God doesn’t like night games. Wrigley Field was the last holdout against night games. The Cubs hosted the Phillies on 8/8/88 – an evil numerology – and the game was rained out after 3½ innings. Meanwhile, the Cubs continue to play like, er, the Cubs. No, God doesn’t like night games. So there will be no night games in the New Jerusalem: see Revelation 21:23. After the cheerless preliminaries of the Dies Irae, Opening Day will see the Cubs play the hometown Lambs. As the last will be first, the game will be too close to call.

8 Comments:

besideourselves said...

"Invite Jesus into my life? You’re joking! It was breaking and entering – trashing the place, stealing the valuables, and then squatting, unevictably. Yes, I’m a Calvinist, not an Arminian.".


Very good; I had to laugh out loud even while wincing with the pathos.

Glad I'm not the only one who feels this way....

Pamela said...

Words strain,
Crack and sometimes break, under the burden,
Under the tension,slip, slide, perish,
Decay with imprecision, will not stay in place,
Will not stay still.

T S Eliot
Four Quartets, 'Burnt Norton'

Henotheist11 said...

I usually like these comments but a depressingly large fraction of these seem to be just spiteful drivel. Way to bulverize evangelicals with the comment about hell talk. What is it supposed to mean that liturgy might just be a way of keeping the economy running smoothly? Are you implying that you'd rather live in a world where far fewer people had enough to eat and worship is some kind of 'perfect idleness' rather than being modeled after the rest periods Jesus took with his disciples before going back out into the world to do Kingdom work? And how the hell can you become a decent human being unless you have the right orientation towards God and believe the right things about him? Whoever wrote Hebrews had something to say about that: "He who comes to God must BELIEVE that he is, and that he is a rewarder of them who diligently seek him?"

dreaminginthedeepsouth said...

"God is a She, definitely. It’s the multi-tasking that clinches it."

But the thoughtlessness would indicate a male...

Anonymous said...

A great piece of humour as usual.

JD, please explain what a "right orientation towards God" and "what are the right things to believe" could possibly be.

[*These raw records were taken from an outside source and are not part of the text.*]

//! Agent loop implementation
//!
//! One [`AgentLoop::chat_stream`] call drives one chat turn end to end and
//! owns the working conversation for its whole duration. Progress is streamed
//! through the caller's channel; the sender is moved in and dropped on every
//! exit path, so the channel closes exactly once.

use std::sync::Arc;

use chrono::Utc;
use serde::Deserialize;
use serde_json::Value;
use tokio::sync::mpsc;
use tokio_util::sync::CancellationToken;
use tracing::{debug, info, info_span, warn, Instrument};
use uuid::Uuid;

use crate::compact::{estimate_tokens, CompactRequest, Compactor};
use crate::config::AgentConfig;
use crate::contextstore::{ContextItem, ContextStore};
use crate::conversation::{Message, Role};
use crate::llm::{ChatRequest, LlmProvider, Tool};
use crate::toolbus::ToolBus;

use super::events::StreamEvent;

/// Marker used to detect pinned context already present in a system prompt,
/// making injection idempotent across turns.
const CONTEXT_HEADER: &str = "ACTIVE CONTEXT FILES";

/// User-facing text emitted when the step ceiling is exhausted.
const STEP_CEILING_APOLOGY: &str = "I apologize, but I was unable to complete the request within \
                                    the step limit. Please try a simpler request.";

/// One chat turn submitted by a caller.
#[derive(Debug, Clone, Deserialize)]
pub struct ChatTurnRequest {
    /// Model override; the configured default when absent or empty
    #[serde(default)]
    pub model: Option<String>,
    /// Conversation so far, ending with the newest user message
    pub messages: Vec<Message>,
    /// Session whose pinned context should be injected
    #[serde(default)]
    pub session_id: Option<String>,
}

/// The agent orchestrator.
///
/// Holds the collaborators one chat turn needs. Requests are independent:
/// each `chat_stream` call owns its message list exclusively, and the pinned
/// context store is the only resource shared across concurrent requests.
pub struct AgentLoop {
    provider: Arc<dyn LlmProvider>,
    tool_bus: Arc<dyn ToolBus>,
    context_store: Arc<ContextStore>,
    compactor: Compactor,
    config: AgentConfig,
}

impl AgentLoop {
    /// Create a new agent loop.
    ///
    /// The summarizing compactor is built internally, sharing `provider` and
    /// using `config.compact_model`.
    pub fn new(
        provider: Arc<dyn LlmProvider>,
        tool_bus: Arc<dyn ToolBus>,
        context_store: Arc<ContextStore>,
        config: AgentConfig,
    ) -> Self {
        let compactor = Compactor::new(Arc::clone(&provider), &config.compact_model);
        Self {
            provider,
            tool_bus,
            context_store,
            compactor,
            config,
        }
    }

    /// Process one chat turn, streaming progress into `events`.
    ///
    /// Emits events in strict chronological order and closes the channel on
    /// return. Terminates with exactly one `Done` or `Error` event unless the
    /// request is cancelled, in which case the stream simply ends.
    pub async fn chat_stream(
        &self,
        req: ChatTurnRequest,
        events: mpsc::Sender<StreamEvent>,
        cancel: CancellationToken,
    ) {
        let span = info_span!("request", request_id = %Uuid::new_v4());
        self.run(req, events, cancel).instrument(span).await;
    }

    async fn run(
        &self,
        req: ChatTurnRequest,
        events: mpsc::Sender<StreamEvent>,
        cancel: CancellationToken,
    ) {
        // Tool catalog. Failure here is fatal to the request.
        let specs = tokio::select! {
            biased;
            _ = cancel.cancelled() => return,
            specs = self.tool_bus.list_tools() => match specs {
                Ok(specs) => specs,
                Err(e) => {
                    emit(
                        &events,
                        &cancel,
                        StreamEvent::Error {
                            content: format!("Failed to list tools: {}", e),
                        },
                    )
                    .await;
                    return;
                }
            },
        };
        let tools: Vec<Tool> = specs
            .into_iter()
            .map(|spec| Tool::function(&spec.name, &spec.description, spec.input_schema))
            .collect();

        let model = req
            .model
            .filter(|m| !m.is_empty())
            .unwrap_or_else(|| self.config.model.clone());

        // Pinned context for this session, if any
        let injection = match req.session_id.as_deref().filter(|s| !s.is_empty()) {
            Some(session_id) => context_injection(&self.context_store.list_items(session_id).await),
            None => String::new(),
        };

        let mut messages = req.messages;
        prepare_system_prompt(&mut messages, &injection);

        info!(
            model = %model,
            tools = tools.len(),
            messages = messages.len(),
            "Starting chat turn"
        );

        // Auto-compact when the estimate crosses the threshold. Failure is
        // never fatal; the turn proceeds with the uncompacted conversation.
        let token_count = estimate_tokens(&messages);
        if token_count > self.config.compact_trigger() {
            debug!(
                tokens = token_count,
                trigger = self.config.compact_trigger(),
                "Context over threshold, compacting"
            );
            let compact_req = CompactRequest {
                messages: messages.clone(),
                keep: None,
            };
            match self.compactor.compact(compact_req, &cancel).await {
                Ok(resp) if resp.tokens_after < resp.tokens_before => {
                    messages = resp.messages;
                    let ok = emit(
                        &events,
                        &cancel,
                        StreamEvent::AutoCompact {
                            content: format!(
                                "Context auto-compacted: {} → {} tokens",
                                resp.tokens_before, resp.tokens_after
                            ),
                            tokens_before: resp.tokens_before,
                            tokens_after: resp.tokens_after,
                        },
                    )
                    .await;
                    if !ok {
                        return;
                    }
                }
                Ok(_) => {}
                Err(e) if e.is_cancelled() => return,
                Err(e) => {
                    warn!(error = %e, "Auto-compaction failed, continuing uncompacted");
                }
            }
        }

        for step in 0..self.config.max_agent_steps {
            debug!(step, "Calling model");
            let llm_req = ChatRequest {
                model: model.clone(),
                messages: messages.clone(),
                tools: tools.clone(),
                temperature: self.config.temperature,
            };

            let resp = tokio::select! {
                biased;
                _ = cancel.cancelled() => return,
                resp = self.provider.chat(llm_req) => match resp {
                    Ok(resp) => resp,
                    Err(e) => {
                        emit(
                            &events,
                            &cancel,
                            StreamEvent::Error {
                                content: format!("LLM error: {}", e),
                            },
                        )
                        .await;
                        return;
                    }
                },
            };

            let Some(choice) = resp.choices.into_iter().next() else {
                emit(
                    &events,
                    &cancel,
                    StreamEvent::Error {
                        content: "Empty response from model".to_string(),
                    },
                )
                .await;
                return;
            };

            let assistant_msg = choice.message.with_timestamp(Utc::now());
            let tool_calls = assistant_msg.tool_calls.clone().unwrap_or_default();
            messages.push(assistant_msg);

            if tool_calls.is_empty() {
                // Final answer
                let content = messages
                    .last()
                    .map(|m| m.content.clone())
                    .unwrap_or_default();
                if !emit(&events, &cancel, StreamEvent::Content { content }).await {
                    return;
                }
                emit(&events, &cancel, StreamEvent::Done { history: messages }).await;
                return;
            }

            // Execute the requested tools strictly in the order the model
            // listed them, pairing each result before the next call runs
            for tc in tool_calls {
                let ok = emit(
                    &events,
                    &cancel,
                    StreamEvent::ToolCall {
                        tool_name: tc.function.name.clone(),
                        tool_call_id: tc.id.clone(),
                        tool_args: tc.function.arguments.clone(),
                    },
                )
                .await;
                if !ok {
                    return;
                }

                info!(tool = %tc.function.name, id = %tc.id, "Executing tool");
                let (tool_output, is_error) = match serde_json::from_str::<Value>(
                    &tc.function.arguments,
                ) {
                    Err(e) => (format!("Error: invalid tool arguments: {}", e), true),
                    Ok(args) => {
                        tokio::select! {
                            biased;
                            _ = cancel.cancelled() => return,
                            result = self.tool_bus.call_tool(&tc.function.name, args) => {
                                match result {
                                    Ok(result) => (result.text_content(), result.is_error),
                                    Err(e) => (format!("Error: {}", e), true),
                                }
                            }
                        }
                    }
                };

                let ok = emit(
                    &events,
                    &cancel,
                    StreamEvent::ToolResult {
                        tool_name: tc.function.name.clone(),
                        tool_call_id: tc.id.clone(),
                        tool_result: tool_output.clone(),
                        is_error,
                    },
                )
                .await;
                if !ok {
                    return;
                }

                messages.push(
                    Message::tool_result(&tc.id, &tc.function.name, &tool_output)
                        .with_timestamp(Utc::now()),
                );
            }
        }

        // Step ceiling exhausted: soft termination, not an error
        info!(steps = self.config.max_agent_steps, "Step ceiling reached");
        if !emit(
            &events,
            &cancel,
            StreamEvent::Content {
                content: STEP_CEILING_APOLOGY.to_string(),
            },
        )
        .await
        {
            return;
        }
        emit(&events, &cancel, StreamEvent::Done { history: messages }).await;
    }
}

/// Send one event, respecting cancellation. Returns `false` when the loop
/// must stop (consumer gone or request cancelled).
async fn emit(
    events: &mpsc::Sender<StreamEvent>,
    cancel: &CancellationToken,
    event: StreamEvent,
) -> bool {
    tokio::select! {
        biased;
        _ = cancel.cancelled() => false,
        sent = events.send(event) => sent.is_ok(),
    }
}

/// The default system prompt, carrying the current date.
fn base_system_prompt() -> String {
    let mut prompt = format!(
        "You are Nexus, an AI assistant for NexusCRM. Today is {}.\n",
        Utc::now().format("%A, %B %-d, %Y")
    );
    prompt.push_str("\nPRINCIPLES:");
    prompt.push_str(
        "\n1. EXPLORE BEFORE ACTING - Like exploring a new codebase, first understand what's \
         available, then dive into specifics.",
    );
    prompt.push_str(
        "\n2. TREE EXPLORATION - Start broad (list all), then narrow down (get details), then \
         act (CRUD). Don't try to do everything at once.",
    );
    prompt.push_str(
        "\n\nYou have access to a dynamic CRM system. Objects and fields are metadata-driven. \
         Think step by step. If a tool fails, read the error and adapt.",
    );
    prompt
}

/// Render pinned context items to the injection block appended to the system
/// prompt. Empty when there is nothing pinned.
fn context_injection(items: &[ContextItem]) -> String {
    if items.is_empty() {
        return String::new();
    }
    let mut out = format!("\n\n{} (Priority over general knowledge):\n", CONTEXT_HEADER);
    for item in items {
        out.push_str(&format!(
            "\n--- FILE: {} ---\n{}\n--- END FILE ---\n",
            item.path, item.content
        ));
    }
    out
}

/// Ensure the conversation starts with a system message carrying the pinned
/// context. Synthesizes one when absent; otherwise appends the injection only
/// if no context block is present yet.
fn prepare_system_prompt(messages: &mut Vec<Message>, injection: &str) {
    if messages.first().map(|m| m.role) != Some(Role::System) {
        let mut prompt = base_system_prompt();
        prompt.push_str(injection);
        messages.insert(0, Message::system(&prompt).with_timestamp(Utc::now()));
    } else if !injection.is_empty() && !messages[0].content.contains(CONTEXT_HEADER) {
        messages[0].content.push_str(injection);
    }
}

#[cfg(test)]
mod tests {
    use super::*;

    #[test]
    fn test_synthesizes_system_message() {
        let mut messages = vec![Message::user("hi")];
        prepare_system_prompt(&mut messages, "");
        assert_eq!(messages.len(), 2);
        assert_eq!(messages[0].role, Role::System);
        assert!(messages[0].content.starts_with("You are Nexus"));
        assert!(messages[0].timestamp.is_some());
    }

    #[test]
    fn test_injection_appended_to_synthesized_prompt() {
        let items = vec![ContextItem {
            path: "/notes.md".to_string(),
            content: "remember the Acme deal".to_string(),
            token_size: 5,
        }];
        let injection = context_injection(&items);
        let mut messages = vec![Message::user("hi")];
        prepare_system_prompt(&mut messages, &injection);
        assert!(messages[0].content.contains(CONTEXT_HEADER));
        assert!(messages[0].content.contains("--- FILE: /notes.md ---"));
        assert!(messages[0].content.contains("remember the Acme deal"));
    }

    #[test]
    fn test_injection_is_idempotent() {
        let items = vec![ContextItem {
            path: "/a".to_string(),
            content: "pinned".to_string(),
            token_size: 1,
        }];
        let injection = context_injection(&items);

        let mut messages = vec![Message::system("existing prompt"), Message::user("hi")];
        prepare_system_prompt(&mut messages, &injection);
        let once = messages[0].content.clone();

        prepare_system_prompt(&mut messages, &injection);
        assert_eq!(messages[0].content, once);
        assert_eq!(once.matches(CONTEXT_HEADER).count(), 1);
    }

    #[test]
    fn test_existing_system_message_kept_without_injection() {
        let mut messages = vec![Message::system("custom"), Message::user("hi")];
        prepare_system_prompt(&mut messages, "");
        assert_eq!(messages.len(), 2);
        assert_eq!(messages[0].content, "custom");
    }

    #[test]
    fn test_empty_context_injection() {
        assert!(context_injection(&[]).is_empty());
    }
}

Especially as there are now over 30,000 different Christian denominations, sects and sub-sects.

Plus all of the Sacred Texts of the entire Great Tradition of humankind are now freely available to anyone with an internet connection.

Plus all of the historical and present time details of every church too, including all of their inevitable less than "holy" oft times blood-soaked histories.

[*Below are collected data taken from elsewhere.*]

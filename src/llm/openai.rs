//! OpenAI-compatible chat completions client
//!
//! Default [`LlmProvider`] implementation. Works against any server speaking
//! the chat-completions wire format (OpenAI, LM Studio, vLLM, ...).

use std::time::Duration;

use async_trait::async_trait;
use reqwest::Client;
use tracing::debug;

use crate::error::{AgentError, Result};

use super::{ChatRequest, ChatResponse, LlmProvider};

/// Default endpoint, pointed at a local LM Studio instance.
const DEFAULT_BASE_URL: &str = "http://localhost:1234/v1/chat/completions";

/// Generous timeout: local models can take minutes on long prompts.
const REQUEST_TIMEOUT: Duration = Duration::from_secs(300);

/// HTTP client for an OpenAI-compatible chat completions endpoint.
pub struct OpenAiClient {
    base_url: String,
    api_key: String,
    client: Client,
}

impl OpenAiClient {
    /// Create a new client.
    ///
    /// # Arguments
    /// * `base_url` - Full URL of the chat completions endpoint; empty string
    ///   selects the local default
    /// * `api_key` - Bearer token; empty string sends no auth header
    pub fn new(base_url: &str, api_key: &str) -> Self {
        let base_url = if base_url.is_empty() {
            DEFAULT_BASE_URL.to_string()
        } else {
            base_url.to_string()
        };
        Self {
            base_url,
            api_key: api_key.to_string(),
            client: Client::builder()
                .timeout(REQUEST_TIMEOUT)
                .build()
                .unwrap_or_default(),
        }
    }

    /// The endpoint this client posts to.
    pub fn base_url(&self) -> &str {
        &self.base_url
    }
}

#[async_trait]
impl LlmProvider for OpenAiClient {
    async fn chat(&self, req: ChatRequest) -> Result<ChatResponse> {
        debug!(model = %req.model, messages = req.messages.len(), "Sending chat request");

        let mut http_req = self.client.post(&self.base_url).json(&req);
        if !self.api_key.is_empty() {
            http_req = http_req.bearer_auth(&self.api_key);
        }

        let resp = http_req.send().await?;
        let status = resp.status();
        if !status.is_success() {
            let body = resp.text().await.unwrap_or_default();
            return Err(AgentError::Provider(format!(
                "LLM API error (status {}): {}",
                status.as_u16(),
                body
            )));
        }

        let chat_resp: ChatResponse = resp.json().await?;
        Ok(chat_resp)
    }
}

#[cfg(test)]
mod tests {
    use super::*;

    #[test]
    fn test_default_base_url() {
        let client = OpenAiClient::new("", "");
        assert_eq!(client.base_url(), DEFAULT_BASE_URL);
    }

    #[test]
    fn test_custom_base_url() {
        let client = OpenAiClient::new("https://api.example.com/v1/chat/completions", "sk-xxx");
        assert_eq!(
            client.base_url(),
            "https://api.example.com/v1/chat/completions"
        );
    }
}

And of course over 4 billion human beings on this planet are not Christians too.

Greg the Explorer said...

" irreverent as it may seem, it is good for grievers to make love, not as an analgesic for their pain but as a way of actually sharing it."

That is irreverent - but extremely thought provoking - I can see exactly how horrible it would be and yet how intimate and together. This one really stopped me and made me think

Sam Charles Norton said...

"And Jesus said, “Study theology, start a prayer group, go to eucharist, keep a personal journal..." Jesus says keep the commandments and you will live - how can a Christian keep the first commandment and not share Eucharist?

Marvin said...

Truly, truly, no denomination is above parody. Nevertheless, I am proud to be a minister in the Presbyterian Church (USA). When Roman Catholic bishops were engaging in a criminal conspiracy to suppress evidence of clergy sex abuse, Presbyterians were making it impossible to foist an immoral clergyman off onto an unsuspecting congregation.

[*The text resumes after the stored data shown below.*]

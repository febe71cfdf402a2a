mod auth;
mod health_check;

pub use auth::{authenticate, current_account, refresh, register};
pub use auth::{AccountResponse, AuthResponse, AuthenticationRequest, RegisterRequest};
pub use health_check::health_check;
/// Authentication module
///
/// Credential lifecycle: token encoding/validation, secret hashing,
/// issuance, refresh, and the facade the HTTP layer talks to.

mod claims;
mod clock;
mod codec;
mod facade;
mod issuer;
mod password;
mod refresh;

pub use claims::{Claims, TokenPurpose};
pub use clock::{Clock, ManualClock, SystemClock};
pub use codec::{is_expired, token_fingerprint, SigningKey, TokenCodec, TokenError};
pub use facade::{bearer_token, AuthenticationFacade};
pub use issuer::{AuthenticationResponse, CredentialIssuer};
pub use password::{validate_password_strength, BcryptVerifier, SecretVerifier};
pub use refresh::RefreshHandler;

Before the global economy tanked, when Joel Osteen was preaching that God wants you to be rich, Presbyterian ministers were preaching the virtues of frugality and warning their parishioners about the dangers of consumerism.

And this year Presbyterians provided for the ordination of gay and lesbian clergy. A little later than the Episcopalians and Lutherans, but that's because the laity have a vote in our system, which makes change slower in coming but more thought out and durable.

I too would be shocked to meet a Presbyterian in hell.